In The Wolf Hour, the second feature from writer/director Alistair Banks Griffin, the driving force is trying to figure out what led a prominent author to become a dirty recluse. This mystery, alongside that of a mysterious person who buzzes her apartment buzzer without any response, are supposed to be enough to warrant this theatrical, paranoid character study, but The Wolf Hour doesn’t have enough treasure under the grime.
The Wolf Hour completely rests on the shoulders of Watts’ June, and while Watts does this strung-out, unwell character justice, the script often makes this scenario seem silly. Watching Watts attempt to take one step down outside of her apartment and failing, or dancing around to her radio are unintentionally humorous at times.
Making The Wolf Hour even a more difficult experience is the fascinating world outside June’s apartment, which is only seen through her open window, or heard through TV and radio broadcasts. The Son of Sam is killing women of June’s description in the streets, the apartments around June’s have burned down in recent years, and the mystery of who is ringing her buzzer could be answered by going down a few flights of stairs.

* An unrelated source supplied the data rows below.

//! # Config Loader
//!
//! Configuration loading and parsing module.
//!
//! Responsibilities:
//! - Parse TOML/JSON configuration files
//! - Validate configuration legality
//! - Generate `CaptureBlueprint`
//!
//! # Example
//!
//! ```no_run
//! use config_loader::ConfigLoader;
//! use std::path::Path;
//!
//! let blueprint = ConfigLoader::load_from_path(Path::new("capture.toml")).unwrap();
//! println!("Sensors: {}", blueprint.sensors.len());
//! ```

mod parser;
mod validator;

pub use contracts::CaptureBlueprint;
pub use parser::ConfigFormat;

use contracts::CaptureError;
use std::path::Path;

/// Configuration loader
///
/// Provides static methods to load configuration from files or strings.
pub struct ConfigLoader;

impl ConfigLoader {
    /// Load configuration from file path
    ///
    /// Automatically detects format from file extension (.toml / .json).
    ///
    /// # Errors
    /// - File read failure
    /// - Unsupported format
    /// - Parse failure
    /// - Validation failure
    pub fn load_from_path(path: &Path) -> Result<CaptureBlueprint, CaptureError> {
        let format = Self::detect_format(path)?;
        let content = Self::read_file(path)?;
        Self::load_from_str(&content, format)
    }

    /// Load configuration from string
    ///
    /// # Errors
    /// - Parse failure
    /// - Validation failure
    pub fn load_from_str(
        content: &str,
        format: ConfigFormat,
    ) -> Result<CaptureBlueprint, CaptureError> {
        let blueprint = parser::parse(content, format)?;
        validator::validate(&blueprint)?;
        Ok(blueprint)
    }

    /// Validate an already constructed blueprint
    pub fn validate(blueprint: &CaptureBlueprint) -> Result<(), CaptureError> {
        validator::validate(blueprint)
    }

    /// Serialize CaptureBlueprint to TOML string
    pub fn to_toml(blueprint: &CaptureBlueprint) -> Result<String, CaptureError> {
        toml::to_string_pretty(blueprint)
            .map_err(|e| CaptureError::config_parse(format!("TOML serialize error: {e}")))
    }

    /// Serialize CaptureBlueprint to JSON string
    pub fn to_json(blueprint: &CaptureBlueprint) -> Result<String, CaptureError> {
        serde_json::to_string_pretty(blueprint)
            .map_err(|e| CaptureError::config_parse(format!("JSON serialize error: {e}")))
    }
}

impl ConfigLoader {
    /// Infer configuration format from file extension
    fn detect_format(path: &Path) -> Result<ConfigFormat, CaptureError> {
        let ext = path.extension().and_then(|e| e.to_str()).ok_or_else(|| {
            CaptureError::config_parse("cannot determine file format from extension")
        })?;

        ConfigFormat::from_extension(ext).ok_or_else(|| {
            CaptureError::config_parse(format!("unsupported config format: .{ext}"))
        })
    }

    /// Read configuration file content
    fn read_file(path: &Path) -> Result<String, CaptureError> {
        Ok(std::fs::read_to_string(path)?)
    }
}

Which is probably why The Wolf Hour is strongest when June allows people into her empire of dirt. Margot (Jennifer Ehle) is another creative friend who wants June to get out of her funk and work on her next book, Freddie (Waves’ Kelvin Harrison Jr.) is the neighborhood delivery guy that June lets use her sink to clean up, and maybe most interesting, Billy (Emory Cohen) is a male prostitute June hires when she feels too alone. These glimpses of the outside present a vibrant world outside these walls that June and the audience are missing out on.

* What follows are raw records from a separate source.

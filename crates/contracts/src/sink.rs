//! Consumer and sink interfaces
//!
//! A simulation hands [`DatasetEvent`]s to a [`CaptureConsumer`] on the tick
//! thread. Sinks are the async side behind a consumer.

use serde::{Deserialize, Serialize};

use crate::{CaptureError, Frame, SimulationMetadata};

/// Lifecycle and data events of a simulation
#[derive(Debug, Clone, Serialize, Deserialize)]
#[serde(tag = "event", rename_all = "snake_case")]
pub enum DatasetEvent {
    SimulationStarted(SimulationMetadata),
    Frame(Frame),
    SimulationCompleted(SimulationMetadata),
}

impl DatasetEvent {
    pub fn kind(&self) -> &'static str {
        match self {
            Self::SimulationStarted(_) => "simulation_started",
            Self::Frame(_) => "frame",
            Self::SimulationCompleted(_) => "simulation_completed",
        }
    }
}

/// Receiver of completed frames.
///
/// Called while the simulation is locked: implementations must not block
/// and must not call back into the capture manager.
pub trait CaptureConsumer: Send + Sync {
    fn consume(&self, event: DatasetEvent) -> Result<(), CaptureError>;
}

/// Data output trait
///
/// All sink implementations must implement this trait.
#[trait_variant::make(DataSink: Send)]
pub trait LocalDataSink {
    /// Sink name (used for logging/metrics)
    fn name(&self) -> &str;

    /// Write one event
    ///
    /// # Errors
    /// Returns write error (should include context)
    async fn write(&mut self, event: &DatasetEvent) -> Result<(), CaptureError>;

    /// Flush buffer (if any)
    async fn flush(&mut self) -> Result<(), CaptureError>;

    /// Close sink
    async fn close(&mut self) -> Result<(), CaptureError>;
}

June on her own, and the mysteries that surround her self-imposed isolation, just aren’t that cinematic. Griffin tries to present the world outside as if it’s beckoning for June to leave her agoraphobic cocoon, making the sweaty apartment a nightmare that June needs to escape. Yet this building of tension towards June’s circumstance doesn’t provide the desired effect, leaving June’s meandering around her apartment to come off more listless than urgent.
The Wolf Hour’s look at trauma ends up being more a function of plot rather than a substantive glimpse into what is going on with June. Because of that, The Wolf Hour feels like June holing herself up while the world outside literally burns, without any deeper exploration as to June’s mental state. June’s internal world could’ve been just as exciting, had Griffin taken the time to dig into June’s issues, but instead, The Wolf Hour ends up as more of a reminder of what it could’ve been rather than what it is.